// =============================================================================
// SECTION 4: Payroll
// =============================================================================

#[test]
fn test_reference_payroll_arithmetic() {
    let ctx = create_context();
    let employee_id = add_paid_employee(&ctx, "EMP001", 28, 30);

    let processed = ctx.service.process_payroll(employee_id, march()).unwrap();
    let payroll = &processed.payroll;
    assert_eq!(payroll.total_allowances, dec!(13000));
    assert_eq!(payroll.other_deductions, dec!(2000));
    assert_eq!(payroll.gross_salary, dec!(43000));
    assert_eq!(payroll.net_salary, dec!(41000));
    assert_eq!(payroll.status, PayrollStatus::Processed);

    let absence = processed.audit_trace.step("absence_deduction").unwrap();
    assert_eq!(absence.output["per_day_rate"], "1000");
    assert_eq!(absence.output["deduction"], "2000");
}

#[test]
fn test_standing_deductions_reach_the_payroll() {
    let ctx = create_context();
    let employee_id = add_employee(&ctx, "EMP007");
    let structure = ctx
        .service
        .salaries()
        .create(
            employee_id,
            SalaryComponents {
                basic_salary: dec!(30000),
                total_deductions: dec!(500),
                ..Default::default()
            },
        )
        .unwrap();
    ctx.attendance.record(
        employee_id,
        march(),
        AttendanceSummary {
            present_days: 30,
            working_days: 30,
        },
    );

    let processed = ctx.service.process_payroll(employee_id, march()).unwrap();
    assert_eq!(processed.payroll.other_deductions, dec!(500));
    assert_eq!(processed.payroll.net_salary, structure.net_salary());
    assert_eq!(processed.payroll.net_salary, dec!(29500));
}

#[test]
fn test_overflowing_amounts_are_rejected_without_storing() {
    let ctx = create_context();
    let employee_id = add_employee(&ctx, "EMP008");
    let err = ctx
        .service
        .salaries()
        .create(
            employee_id,
            SalaryComponents {
                basic_salary: Decimal::MAX,
                house_rent: dec!(1),
                ..Default::default()
            },
        )
        .unwrap_err();
    assert_eq!(err.kind(), ErrorKind::Validation);
    assert!(ctx.service.salaries().get(employee_id).is_err());

    let employee_id = add_paid_employee(&ctx, "EMP009", 30, 30);
    let err = ctx
        .service
        .payroll()
        .process_with(
            employee_id,
            march(),
            PayrollAdjustments {
                bonus: Decimal::MAX,
                ..Default::default()
            },
        )
        .unwrap_err();
    assert_eq!(err.kind(), ErrorKind::Validation);
    assert!(ctx.service.payroll().find(employee_id, march()).is_err());
}
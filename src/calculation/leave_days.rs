//! Leave day counting and date range overlap detection.

use chrono::NaiveDate;

use crate::error::{EngineError, EngineResult};

/// Counts the days covered by a leave request.
///
/// The count is inclusive of both ends and covers every calendar day in the
/// range. Weekends and public holidays are counted like any other day.
///
/// # Errors
///
/// Returns a `Validation` error if `end_date` is before `start_date`.
///
/// # Examples
///
/// ```
/// use hrm_engine::calculation::calculate_leave_days;
/// use chrono::NaiveDate;
///
/// let start = NaiveDate::from_ymd_opt(2024, 1, 1).unwrap();
/// let end = NaiveDate::from_ymd_opt(2024, 1, 5).unwrap();
/// assert_eq!(calculate_leave_days(start, start).unwrap(), 1);
/// assert_eq!(calculate_leave_days(start, end).unwrap(), 5);
/// ```
pub fn calculate_leave_days(start_date: NaiveDate, end_date: NaiveDate) -> EngineResult<u32> {
    if end_date < start_date {
        return Err(EngineError::validation(
            "end_date",
            format!(
                "end date {} is before start date {}",
                end_date, start_date
            ),
        ));
    }

    let span = (end_date - start_date).num_days() + 1;
    u32::try_from(span)
        .map_err(|_| EngineError::validation("end_date", "leave range is too long"))
}

/// Returns true if `[a_start, a_end]` and `[b_start, b_end]` share at least
/// one calendar day.
///
/// # Examples
///
/// ```
/// use hrm_engine::calculation::date_ranges_overlap;
/// use chrono::NaiveDate;
///
/// let d = |day| NaiveDate::from_ymd_opt(2024, 3, day).unwrap();
/// assert!(date_ranges_overlap(d(10), d(15), d(12), d(20)));
/// assert!(!date_ranges_overlap(d(10), d(15), d(16), d(20)));
/// ```
pub fn date_ranges_overlap(
    a_start: NaiveDate,
    a_end: NaiveDate,
    b_start: NaiveDate,
    b_end: NaiveDate,
) -> bool {
    a_start <= b_end && a_end >= b_start
}

#[cfg(test)]
mod tests {
    use super::*;
    use crate::error::ErrorKind;

    fn date(y: i32, m: u32, d: u32) -> NaiveDate {
        NaiveDate::from_ymd_opt(y, m, d).unwrap()
    }

    #[test]
    fn test_single_day_counts_as_one() {
        assert_eq!(
            calculate_leave_days(date(2024, 1, 1), date(2024, 1, 1)).unwrap(),
            1
        );
    }

    #[test]
    fn test_five_day_range() {
        assert_eq!(
            calculate_leave_days(date(2024, 1, 1), date(2024, 1, 5)).unwrap(),
            5
        );
    }

    #[test]
    fn test_weekends_are_counted() {
        // Friday 2024-03-08 to Monday 2024-03-11
        assert_eq!(
            calculate_leave_days(date(2024, 3, 8), date(2024, 3, 11)).unwrap(),
            4
        );
    }

    #[test]
    fn test_range_across_leap_day() {
        assert_eq!(
            calculate_leave_days(date(2024, 2, 28), date(2024, 3, 1)).unwrap(),
            3
        );
    }

    #[test]
    fn test_end_before_start_is_rejected() {
        let err = calculate_leave_days(date(2024, 1, 5), date(2024, 1, 1)).unwrap_err();
        assert_eq!(err.kind(), ErrorKind::Validation);
    }

    #[test]
    fn test_adjacent_ranges_do_not_overlap() {
        assert!(!date_ranges_overlap(
            date(2024, 3, 10),
            date(2024, 3, 15),
            date(2024, 3, 16),
            date(2024, 3, 20)
        ));
    }

    #[test]
    fn test_shared_boundary_day_overlaps() {
        assert!(date_ranges_overlap(
            date(2024, 3, 10),
            date(2024, 3, 15),
            date(2024, 3, 15),
            date(2024, 3, 20)
        ));
    }

    #[test]
    fn test_containing_range_overlaps() {
        assert!(date_ranges_overlap(
            date(2024, 3, 1),
            date(2024, 3, 31),
            date(2024, 3, 10),
            date(2024, 3, 12)
        ));
        assert!(date_ranges_overlap(
            date(2024, 3, 10),
            date(2024, 3, 12),
            date(2024, 3, 1),
            date(2024, 3, 31)
        ));
    }
}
☆ ☆ ☆ ☆
What you should do —
The lines you need are those with the word "EngineError"; list them from the entries.

Your solution —
use crate::error::{EngineError, EngineResult};
        return Err(EngineError::validation(
        .map_err(|_| EngineError::validation("end_date", "leave range is too long"))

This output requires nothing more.